**TRY IT**
If a line in the listing below contains "collect", return that line.

═══ GIVEN RECORDS

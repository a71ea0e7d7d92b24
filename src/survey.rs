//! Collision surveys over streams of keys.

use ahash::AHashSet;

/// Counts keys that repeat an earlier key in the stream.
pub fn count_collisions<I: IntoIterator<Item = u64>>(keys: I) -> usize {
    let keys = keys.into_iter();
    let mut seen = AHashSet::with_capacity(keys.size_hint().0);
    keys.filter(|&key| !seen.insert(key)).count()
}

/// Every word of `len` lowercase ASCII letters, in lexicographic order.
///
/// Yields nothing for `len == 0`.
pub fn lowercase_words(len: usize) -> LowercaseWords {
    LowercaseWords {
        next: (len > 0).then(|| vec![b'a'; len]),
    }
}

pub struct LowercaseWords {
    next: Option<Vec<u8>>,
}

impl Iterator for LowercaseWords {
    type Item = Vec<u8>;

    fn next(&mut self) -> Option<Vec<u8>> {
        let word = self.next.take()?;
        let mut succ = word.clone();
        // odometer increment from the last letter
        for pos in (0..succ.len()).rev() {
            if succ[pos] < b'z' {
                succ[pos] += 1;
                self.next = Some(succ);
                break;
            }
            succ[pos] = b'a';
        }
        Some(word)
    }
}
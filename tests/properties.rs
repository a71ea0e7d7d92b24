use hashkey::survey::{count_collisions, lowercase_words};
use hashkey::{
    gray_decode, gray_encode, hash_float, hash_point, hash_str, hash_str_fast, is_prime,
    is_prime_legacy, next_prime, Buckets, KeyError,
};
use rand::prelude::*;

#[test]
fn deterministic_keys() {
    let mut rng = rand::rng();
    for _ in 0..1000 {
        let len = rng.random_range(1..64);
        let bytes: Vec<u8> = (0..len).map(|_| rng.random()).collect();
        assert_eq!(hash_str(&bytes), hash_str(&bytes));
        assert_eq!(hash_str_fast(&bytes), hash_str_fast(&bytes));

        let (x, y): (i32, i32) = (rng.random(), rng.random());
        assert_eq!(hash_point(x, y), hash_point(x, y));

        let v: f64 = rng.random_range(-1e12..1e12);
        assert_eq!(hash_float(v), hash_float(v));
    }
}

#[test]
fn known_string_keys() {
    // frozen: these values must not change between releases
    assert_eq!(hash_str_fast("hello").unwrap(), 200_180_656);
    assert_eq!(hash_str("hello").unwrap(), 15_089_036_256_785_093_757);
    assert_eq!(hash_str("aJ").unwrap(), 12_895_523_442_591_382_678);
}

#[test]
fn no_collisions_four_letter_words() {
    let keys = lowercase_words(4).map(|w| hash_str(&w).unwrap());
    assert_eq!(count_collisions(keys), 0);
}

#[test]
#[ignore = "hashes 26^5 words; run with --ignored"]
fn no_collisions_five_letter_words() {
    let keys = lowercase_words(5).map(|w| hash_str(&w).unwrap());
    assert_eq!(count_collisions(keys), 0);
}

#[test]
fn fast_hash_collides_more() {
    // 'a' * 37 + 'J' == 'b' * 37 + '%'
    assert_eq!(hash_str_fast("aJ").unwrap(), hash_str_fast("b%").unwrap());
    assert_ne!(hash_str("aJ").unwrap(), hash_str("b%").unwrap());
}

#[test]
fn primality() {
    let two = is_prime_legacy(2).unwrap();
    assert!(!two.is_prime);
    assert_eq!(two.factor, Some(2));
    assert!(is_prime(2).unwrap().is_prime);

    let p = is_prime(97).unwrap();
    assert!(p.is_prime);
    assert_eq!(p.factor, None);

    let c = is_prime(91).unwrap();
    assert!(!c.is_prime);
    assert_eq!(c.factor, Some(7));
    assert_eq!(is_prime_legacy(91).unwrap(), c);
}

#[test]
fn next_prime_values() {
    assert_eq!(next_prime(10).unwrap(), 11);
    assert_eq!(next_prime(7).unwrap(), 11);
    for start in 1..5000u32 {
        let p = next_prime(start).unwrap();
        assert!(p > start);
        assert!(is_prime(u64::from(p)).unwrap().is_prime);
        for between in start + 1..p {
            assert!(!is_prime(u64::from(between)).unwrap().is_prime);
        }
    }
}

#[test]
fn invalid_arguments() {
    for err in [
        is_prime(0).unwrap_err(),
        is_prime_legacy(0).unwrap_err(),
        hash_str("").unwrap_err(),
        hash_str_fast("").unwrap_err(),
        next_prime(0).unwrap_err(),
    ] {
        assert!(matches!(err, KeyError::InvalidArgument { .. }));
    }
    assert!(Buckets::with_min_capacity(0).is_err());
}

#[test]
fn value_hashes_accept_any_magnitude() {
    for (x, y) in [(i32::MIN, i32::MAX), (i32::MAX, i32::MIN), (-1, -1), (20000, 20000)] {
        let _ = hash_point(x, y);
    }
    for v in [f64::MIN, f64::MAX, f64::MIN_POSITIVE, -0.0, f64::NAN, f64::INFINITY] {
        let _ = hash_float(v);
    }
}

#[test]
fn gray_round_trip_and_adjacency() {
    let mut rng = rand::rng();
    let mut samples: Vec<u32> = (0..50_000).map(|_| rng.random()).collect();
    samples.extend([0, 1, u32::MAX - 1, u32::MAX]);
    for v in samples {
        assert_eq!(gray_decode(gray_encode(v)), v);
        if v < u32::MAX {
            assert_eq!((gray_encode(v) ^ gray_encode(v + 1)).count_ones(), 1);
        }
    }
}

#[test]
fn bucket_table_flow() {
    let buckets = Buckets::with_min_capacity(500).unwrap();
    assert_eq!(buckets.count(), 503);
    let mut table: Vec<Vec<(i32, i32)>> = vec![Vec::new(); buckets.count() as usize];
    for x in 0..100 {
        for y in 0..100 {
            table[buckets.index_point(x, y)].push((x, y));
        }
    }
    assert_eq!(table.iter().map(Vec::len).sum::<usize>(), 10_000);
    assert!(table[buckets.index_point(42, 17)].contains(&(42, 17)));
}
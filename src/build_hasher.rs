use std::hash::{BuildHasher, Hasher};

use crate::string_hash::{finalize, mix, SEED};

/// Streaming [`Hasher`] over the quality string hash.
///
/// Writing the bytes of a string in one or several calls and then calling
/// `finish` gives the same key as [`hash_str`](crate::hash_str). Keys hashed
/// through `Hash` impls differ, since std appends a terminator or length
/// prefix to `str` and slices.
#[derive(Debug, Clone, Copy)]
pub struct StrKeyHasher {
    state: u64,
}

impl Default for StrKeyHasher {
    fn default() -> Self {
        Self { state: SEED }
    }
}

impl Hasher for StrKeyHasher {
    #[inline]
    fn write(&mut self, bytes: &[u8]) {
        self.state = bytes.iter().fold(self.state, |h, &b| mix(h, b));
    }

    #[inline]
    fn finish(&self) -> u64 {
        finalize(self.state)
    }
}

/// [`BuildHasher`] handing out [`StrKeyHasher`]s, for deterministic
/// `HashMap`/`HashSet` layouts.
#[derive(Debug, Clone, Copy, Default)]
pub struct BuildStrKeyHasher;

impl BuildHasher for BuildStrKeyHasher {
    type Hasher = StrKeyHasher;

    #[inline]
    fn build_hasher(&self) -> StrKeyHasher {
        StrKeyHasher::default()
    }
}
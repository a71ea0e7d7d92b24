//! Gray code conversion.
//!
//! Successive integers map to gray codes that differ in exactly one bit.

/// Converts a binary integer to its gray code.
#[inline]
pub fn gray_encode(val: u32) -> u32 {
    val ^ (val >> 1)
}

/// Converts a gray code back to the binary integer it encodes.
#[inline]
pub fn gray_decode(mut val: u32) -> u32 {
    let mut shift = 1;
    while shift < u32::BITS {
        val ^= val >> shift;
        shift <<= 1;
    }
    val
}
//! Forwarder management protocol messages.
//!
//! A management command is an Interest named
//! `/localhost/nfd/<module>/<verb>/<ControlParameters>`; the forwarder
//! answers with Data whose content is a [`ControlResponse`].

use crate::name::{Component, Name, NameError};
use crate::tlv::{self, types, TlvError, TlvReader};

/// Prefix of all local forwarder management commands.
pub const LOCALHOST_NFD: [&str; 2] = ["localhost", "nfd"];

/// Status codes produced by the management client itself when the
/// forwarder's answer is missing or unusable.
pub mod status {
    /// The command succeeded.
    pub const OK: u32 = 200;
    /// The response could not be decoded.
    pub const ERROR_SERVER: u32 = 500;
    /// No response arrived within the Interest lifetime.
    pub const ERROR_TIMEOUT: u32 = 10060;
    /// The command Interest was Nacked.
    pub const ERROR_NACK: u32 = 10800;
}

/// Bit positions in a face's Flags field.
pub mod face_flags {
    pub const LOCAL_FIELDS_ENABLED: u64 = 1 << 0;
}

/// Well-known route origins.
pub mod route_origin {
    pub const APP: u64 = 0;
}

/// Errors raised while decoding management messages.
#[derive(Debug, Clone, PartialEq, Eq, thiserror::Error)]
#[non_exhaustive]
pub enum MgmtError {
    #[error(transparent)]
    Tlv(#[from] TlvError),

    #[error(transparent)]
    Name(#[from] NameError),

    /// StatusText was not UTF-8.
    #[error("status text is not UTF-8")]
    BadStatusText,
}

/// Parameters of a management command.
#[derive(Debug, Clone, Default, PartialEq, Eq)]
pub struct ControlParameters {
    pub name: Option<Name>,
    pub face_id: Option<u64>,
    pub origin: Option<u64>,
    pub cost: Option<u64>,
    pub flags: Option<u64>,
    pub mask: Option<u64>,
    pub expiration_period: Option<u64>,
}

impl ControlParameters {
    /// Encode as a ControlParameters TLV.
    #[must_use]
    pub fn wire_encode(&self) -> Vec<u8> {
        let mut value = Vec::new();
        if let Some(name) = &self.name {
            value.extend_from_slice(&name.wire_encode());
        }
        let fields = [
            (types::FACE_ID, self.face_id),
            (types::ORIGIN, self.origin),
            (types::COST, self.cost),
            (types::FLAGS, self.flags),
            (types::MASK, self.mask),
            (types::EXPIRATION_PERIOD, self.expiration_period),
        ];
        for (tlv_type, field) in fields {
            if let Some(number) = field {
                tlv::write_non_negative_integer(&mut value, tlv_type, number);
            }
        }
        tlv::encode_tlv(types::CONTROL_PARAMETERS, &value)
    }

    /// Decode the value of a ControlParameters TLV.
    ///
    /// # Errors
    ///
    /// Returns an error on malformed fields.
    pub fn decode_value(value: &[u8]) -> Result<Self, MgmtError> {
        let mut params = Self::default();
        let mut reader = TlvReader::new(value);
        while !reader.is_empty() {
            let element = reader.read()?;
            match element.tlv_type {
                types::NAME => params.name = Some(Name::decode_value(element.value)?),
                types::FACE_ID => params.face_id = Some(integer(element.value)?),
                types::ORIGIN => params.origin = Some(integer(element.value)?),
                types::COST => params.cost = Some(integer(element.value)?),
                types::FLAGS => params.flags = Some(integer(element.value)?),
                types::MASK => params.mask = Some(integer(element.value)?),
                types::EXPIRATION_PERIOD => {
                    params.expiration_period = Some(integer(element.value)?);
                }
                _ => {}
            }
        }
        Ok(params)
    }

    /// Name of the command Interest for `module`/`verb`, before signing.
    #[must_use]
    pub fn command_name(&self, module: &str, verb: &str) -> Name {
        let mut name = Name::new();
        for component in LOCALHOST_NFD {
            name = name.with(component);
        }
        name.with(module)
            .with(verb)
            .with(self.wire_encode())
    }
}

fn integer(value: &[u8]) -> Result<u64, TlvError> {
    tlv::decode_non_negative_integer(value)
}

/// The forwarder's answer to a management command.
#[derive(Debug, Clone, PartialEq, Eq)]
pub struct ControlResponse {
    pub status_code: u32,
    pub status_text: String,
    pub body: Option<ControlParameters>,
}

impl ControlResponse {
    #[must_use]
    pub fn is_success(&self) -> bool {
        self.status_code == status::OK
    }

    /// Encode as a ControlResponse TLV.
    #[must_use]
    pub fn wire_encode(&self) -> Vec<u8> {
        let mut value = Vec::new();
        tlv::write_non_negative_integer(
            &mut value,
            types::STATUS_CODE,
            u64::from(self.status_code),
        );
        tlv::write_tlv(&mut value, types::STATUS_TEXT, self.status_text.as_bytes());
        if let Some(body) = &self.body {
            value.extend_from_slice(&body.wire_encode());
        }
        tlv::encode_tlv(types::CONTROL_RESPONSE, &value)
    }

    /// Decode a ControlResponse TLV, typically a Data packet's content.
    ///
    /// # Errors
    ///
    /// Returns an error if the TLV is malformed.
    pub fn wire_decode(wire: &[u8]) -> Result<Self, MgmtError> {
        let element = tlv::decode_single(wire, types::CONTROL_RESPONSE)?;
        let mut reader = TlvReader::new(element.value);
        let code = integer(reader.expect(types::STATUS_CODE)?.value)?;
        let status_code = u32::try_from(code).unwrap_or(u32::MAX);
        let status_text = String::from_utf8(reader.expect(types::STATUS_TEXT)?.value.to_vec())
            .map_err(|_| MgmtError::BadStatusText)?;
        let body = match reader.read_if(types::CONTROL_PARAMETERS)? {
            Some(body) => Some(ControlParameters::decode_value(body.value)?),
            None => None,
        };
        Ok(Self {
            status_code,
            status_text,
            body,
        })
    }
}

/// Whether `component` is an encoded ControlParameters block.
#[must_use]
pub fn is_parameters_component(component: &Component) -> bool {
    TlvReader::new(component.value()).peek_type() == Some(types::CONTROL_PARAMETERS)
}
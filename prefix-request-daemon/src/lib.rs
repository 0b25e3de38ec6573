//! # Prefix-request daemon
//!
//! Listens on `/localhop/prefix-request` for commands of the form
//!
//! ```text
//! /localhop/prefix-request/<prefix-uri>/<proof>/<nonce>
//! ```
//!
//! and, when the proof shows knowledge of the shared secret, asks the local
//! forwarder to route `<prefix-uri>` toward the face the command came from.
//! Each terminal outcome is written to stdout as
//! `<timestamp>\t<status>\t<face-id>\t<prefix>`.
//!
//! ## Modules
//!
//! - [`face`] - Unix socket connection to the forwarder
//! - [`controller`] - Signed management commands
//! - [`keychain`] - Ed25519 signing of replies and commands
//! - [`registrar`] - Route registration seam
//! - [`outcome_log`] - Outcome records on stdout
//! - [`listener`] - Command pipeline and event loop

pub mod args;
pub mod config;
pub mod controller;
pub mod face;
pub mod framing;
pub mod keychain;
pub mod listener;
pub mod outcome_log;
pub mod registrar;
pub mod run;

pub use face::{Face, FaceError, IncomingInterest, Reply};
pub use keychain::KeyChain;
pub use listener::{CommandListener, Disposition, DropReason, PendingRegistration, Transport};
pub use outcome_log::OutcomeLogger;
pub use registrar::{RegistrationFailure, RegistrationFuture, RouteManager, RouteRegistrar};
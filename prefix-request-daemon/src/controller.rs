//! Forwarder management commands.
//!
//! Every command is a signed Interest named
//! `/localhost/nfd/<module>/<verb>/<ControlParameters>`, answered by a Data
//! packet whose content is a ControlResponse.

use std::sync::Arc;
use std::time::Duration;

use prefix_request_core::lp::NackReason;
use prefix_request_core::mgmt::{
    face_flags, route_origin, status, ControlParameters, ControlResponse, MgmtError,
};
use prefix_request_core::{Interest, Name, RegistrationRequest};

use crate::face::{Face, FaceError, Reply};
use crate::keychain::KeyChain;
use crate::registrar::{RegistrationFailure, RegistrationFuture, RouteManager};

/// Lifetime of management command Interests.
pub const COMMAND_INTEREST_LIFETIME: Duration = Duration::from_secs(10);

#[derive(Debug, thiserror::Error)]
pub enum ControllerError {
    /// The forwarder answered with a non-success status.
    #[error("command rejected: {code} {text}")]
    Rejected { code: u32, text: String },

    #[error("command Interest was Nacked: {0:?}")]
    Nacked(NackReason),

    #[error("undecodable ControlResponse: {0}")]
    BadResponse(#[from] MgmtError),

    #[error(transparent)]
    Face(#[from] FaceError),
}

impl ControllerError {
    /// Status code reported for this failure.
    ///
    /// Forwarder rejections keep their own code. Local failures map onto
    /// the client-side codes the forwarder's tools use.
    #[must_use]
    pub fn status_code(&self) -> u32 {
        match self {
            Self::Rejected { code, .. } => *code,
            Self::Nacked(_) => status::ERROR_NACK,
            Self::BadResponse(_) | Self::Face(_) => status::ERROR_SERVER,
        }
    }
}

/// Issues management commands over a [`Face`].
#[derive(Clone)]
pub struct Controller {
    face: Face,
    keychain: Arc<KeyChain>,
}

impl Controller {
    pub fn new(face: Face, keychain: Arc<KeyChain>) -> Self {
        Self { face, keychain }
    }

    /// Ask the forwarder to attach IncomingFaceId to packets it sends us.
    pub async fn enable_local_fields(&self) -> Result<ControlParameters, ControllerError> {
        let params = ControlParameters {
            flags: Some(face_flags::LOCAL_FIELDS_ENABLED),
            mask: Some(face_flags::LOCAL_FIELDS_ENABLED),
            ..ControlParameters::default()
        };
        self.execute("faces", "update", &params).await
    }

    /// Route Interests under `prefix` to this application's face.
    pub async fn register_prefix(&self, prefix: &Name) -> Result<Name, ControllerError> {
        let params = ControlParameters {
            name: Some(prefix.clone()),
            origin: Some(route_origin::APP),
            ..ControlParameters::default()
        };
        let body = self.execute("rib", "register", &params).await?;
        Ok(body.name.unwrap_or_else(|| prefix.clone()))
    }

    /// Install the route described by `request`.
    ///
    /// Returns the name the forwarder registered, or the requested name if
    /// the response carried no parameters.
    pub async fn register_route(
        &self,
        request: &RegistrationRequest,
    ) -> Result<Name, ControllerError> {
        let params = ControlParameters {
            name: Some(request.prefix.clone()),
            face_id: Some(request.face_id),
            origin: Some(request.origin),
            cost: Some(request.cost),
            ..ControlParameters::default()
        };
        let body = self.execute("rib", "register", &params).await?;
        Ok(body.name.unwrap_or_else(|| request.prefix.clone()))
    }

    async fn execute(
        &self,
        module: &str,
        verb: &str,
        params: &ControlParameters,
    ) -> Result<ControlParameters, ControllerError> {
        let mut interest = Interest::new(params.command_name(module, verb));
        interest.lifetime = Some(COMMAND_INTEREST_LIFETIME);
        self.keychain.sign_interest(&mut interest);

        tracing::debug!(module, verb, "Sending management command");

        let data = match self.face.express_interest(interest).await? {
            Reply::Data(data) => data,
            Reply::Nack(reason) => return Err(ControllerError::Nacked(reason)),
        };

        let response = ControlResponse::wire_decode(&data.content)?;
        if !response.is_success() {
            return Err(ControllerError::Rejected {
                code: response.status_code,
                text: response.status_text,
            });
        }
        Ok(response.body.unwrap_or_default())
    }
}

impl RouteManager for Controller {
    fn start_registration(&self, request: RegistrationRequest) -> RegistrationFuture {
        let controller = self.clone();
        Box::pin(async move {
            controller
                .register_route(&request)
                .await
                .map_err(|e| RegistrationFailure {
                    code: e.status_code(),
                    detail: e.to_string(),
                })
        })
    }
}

══════

**RESULT FOR THIS TASK**
        let bytes: Vec<u8> = (0..len).map(|_| rng.random()).collect();
    let mut samples: Vec<u32> = (0..50_000).map(|_| rng.random()).collect();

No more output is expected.